Exosomes from Human Immunodeficiency Virus Type 1 (HIV-1)-Infected Cells License Quiescent CD4+ T Lymphocytes To Replicate HIV-1 through a Nef- and ADAM17-Dependent Mechanism

Resting CD4(+) T lymphocytes resist human immunodeficiency virus (HIV) infection. Here, we provide evidence that exosomes from HIV-1-infected cells render resting human primary CD4(+) T lymphocytes permissive to HIV-1 replication. These results were obtained with transwell cocultures of HIV-1-infected cells with quiescent CD4(+) T lymphocytes in the presence of inhibitors of exosome release and were confirmed using exosomes purified from supernatants of HIV-1-infected primary CD4(+) T lymphocytes. We found that the expression of HIV-1 Nef in exosome-producing cells is both necessary and sufficient for cell activation as well as HIV-1 replication in target CD4(+) T lymphocytes. We also identified a Nef domain important for the effects we observed, i.e., the (EEEE65)-E-62 acidic cluster domain.

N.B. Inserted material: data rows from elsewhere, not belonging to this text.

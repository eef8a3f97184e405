pub mod engine;
pub mod error;
pub mod fasta;
pub mod fastq;
pub mod io;
pub mod ops;
pub mod record;
pub mod sniff;
pub mod stats;
pub mod validate;
pub mod args;
pub mod run;
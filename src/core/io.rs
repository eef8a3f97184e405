use crate::core::error::{Result, SeqstatError};
use crate::core::record::{Record, SeqFormat};
use memchr::memchr;
use memmap2::Mmap;
use std::fs::{self, File};
use std::io::{self, BufWriter, Write};
use std::path::Path;
use tempfile::NamedTempFile;

pub struct MmapSource {
    mmap: Mmap,
}

impl MmapSource {
    /// Open the input read-only. Fails before any parsing for missing,
    /// unreadable, or zero-byte files.
    pub fn open(path: &Path) -> Result<Self> {
        let meta = fs::metadata(path).map_err(|e| classify_open_error(e, path))?;
        if meta.len() == 0 {
            return Err(SeqstatError::EmptyFile {
                path: path.to_path_buf(),
            });
        }
        let file = File::open(path).map_err(|e| classify_open_error(e, path))?;
        // SAFETY: read-only file mapping.
        let mmap = unsafe { Mmap::map(&file) }?;
        Ok(Self { mmap })
    }

    pub fn bytes(&self) -> &[u8] {
        &self.mmap
    }

    pub fn len(&self) -> usize {
        self.mmap.len()
    }

    pub fn is_empty(&self) -> bool {
        self.mmap.is_empty()
    }
}

fn classify_open_error(e: io::Error, path: &Path) -> SeqstatError {
    match e.kind() {
        io::ErrorKind::NotFound => SeqstatError::FileNotFound {
            path: path.to_path_buf(),
        },
        io::ErrorKind::PermissionDenied => SeqstatError::PermissionDenied {
            path: path.to_path_buf(),
        },
        _ => SeqstatError::Io(e),
    }
}

/// Forward-only iterator over the lines of a byte slice, tracking
/// 1-based line numbers. Strips the trailing `\n` and a `\r` before it.
pub struct LineCursor<'a> {
    data: &'a [u8],
    pos: usize,
    line: u64,
}

impl<'a> LineCursor<'a> {
    pub fn new(data: &'a [u8]) -> Self {
        Self {
            data,
            pos: 0,
            line: 0,
        }
    }

    pub fn next_line(&mut self) -> Option<(u64, &'a [u8])> {
        let data = self.data;
        if self.pos >= data.len() {
            return None;
        }
        let rest = &data[self.pos..];
        let (mut line, consumed) = match memchr(b'\n', rest) {
            Some(i) => (&rest[..i], i + 1),
            None => (rest, rest.len()),
        };
        if line.last() == Some(&b'\r') {
            line = &line[..line.len() - 1];
        }
        self.pos += consumed;
        self.line += 1;
        Some((self.line, line))
    }
}

pub fn is_blank(line: &[u8]) -> bool {
    line.trim_ascii().is_empty()
}

/// Write records to `path` in the given format. Output goes to a temp
/// file in the destination directory and is renamed into place, so a
/// failure mid-write leaves nothing behind.
pub fn write_records<'a, I>(path: &Path, format: SeqFormat, records: I) -> Result<usize>
where
    I: IntoIterator<Item = &'a Record>,
{
    let dir = match path.parent() {
        Some(p) if !p.as_os_str().is_empty() => p,
        _ => Path::new("."),
    };
    let mut tmp = NamedTempFile::new_in(dir)?;
    let mut written = 0usize;
    {
        let mut w = BufWriter::new(tmp.as_file_mut());
        for rec in records {
            write_record(&mut w, format, rec)?;
            written += 1;
        }
        w.flush()?;
    }
    tmp.persist(path).map_err(|e| SeqstatError::Io(e.error))?;
    Ok(written)
}

fn write_record<W: Write>(w: &mut W, format: SeqFormat, rec: &Record) -> io::Result<()> {
    match format {
        SeqFormat::Fasta => {
            write_header(w, '>', rec)?;
            writeln!(w, "{}", rec.seq)
        }
        SeqFormat::Fastq => {
            write_header(w, '@', rec)?;
            let qual = rec.qual.as_deref().unwrap_or("");
            writeln!(w, "{}\n+\n{}", rec.seq, qual)
        }
    }
}

fn write_header<W: Write>(w: &mut W, marker: char, rec: &Record) -> io::Result<()> {
    match &rec.desc {
        Some(desc) => writeln!(w, "{marker}{} {desc}", rec.name),
        None => writeln!(w, "{marker}{}", rec.name),
    }
}
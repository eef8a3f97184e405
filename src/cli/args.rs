use clap::{Parser, Subcommand, ValueEnum};
use std::path::PathBuf;

#[derive(Parser)]
#[command(name = "seqstat", version, about = "Statistics and operations for plain FASTA/FASTQ")]
pub struct Cli {
    #[command(subcommand)]
    pub command: Commands,
}

#[derive(Subcommand)]
pub enum Commands {
    /// Print file statistics, then run an operation.
    Analyze(AnalyzeArgs),
}

#[derive(Parser)]
pub struct AnalyzeArgs {
    /// Input FASTA or FASTQ file.
    pub input: PathBuf,

    /// Run this operation directly instead of prompting.
    #[arg(long, value_enum)]
    pub op: Option<OpArg>,

    /// Minimum sequence length for `--op filter`.
    #[arg(long)]
    pub min_length: Option<usize>,

    /// Seed for `--op extract`; omit for a random draw.
    #[arg(long)]
    pub seed: Option<u64>,
}

#[derive(Clone, Copy, Debug, ValueEnum)]
pub enum OpArg {
    #[value(name = "extract")]
    Extract,
    #[value(name = "filter")]
    Filter,
    #[value(name = "convert")]
    Convert,
}
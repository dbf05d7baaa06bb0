// src/layers.rs
//! Collision categories and the mapping onto rapier interaction groups.

use rapier3d::prelude::{Group, InteractionGroups};

/// Collision layer bits. A body *belongs to* some of these and *collides with*
/// a mask of them.
pub struct CollisionFlags;

impl CollisionFlags {
    pub const NONE: u32 = 0;
    pub const NAVMESH: u32 = 1 << 6;
    pub const GROUND: u32 = 1 << 8;
    pub const OBJECT: u32 = 1 << 9;
    /// Player character.
    pub const PC: u32 = 1 << 10;
    pub const ALL: u32 = u32::MAX;
}

/// Create rapier collision groups from membership and filter.
#[inline]
pub fn make_groups(belongs_to: u32, collides_with: u32) -> InteractionGroups {
    InteractionGroups::new(
        Group::from_bits_truncate(belongs_to),
        Group::from_bits_truncate(collides_with),
    )
}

In addition, we observed that ADAM17, i.e., a disintegrin and metalloprotease converting pro-tumor necrosis factor alpha (TNF-alpha) in its mature form, associates with exosomes from HIV-1-infected cells, and plays a key role in the HIV-1 replication in quiescent CD4(+) T lymphocytes. Treatment with an inhibitor of ADAM17 abolished both activation and HIV-1 replication in resting CD4(+) T lymphocytes. TNF-alpha is the downstream effector of ADAM17 since the treatment of resting lymphocytes with anti-TNF-alpha antibodies blocked the HIV-1 replication. The data presented here are consistent with a model where Nef induces intercellular communication through exosomes to activate bystander quiescent CD4(+) T lymphocytes, thus stimulating viral spread. IMPORTANCE Overall, our findings support the idea that HIV evolved to usurp the exosome-based intercellular communication network to favor its spread in infected hosts.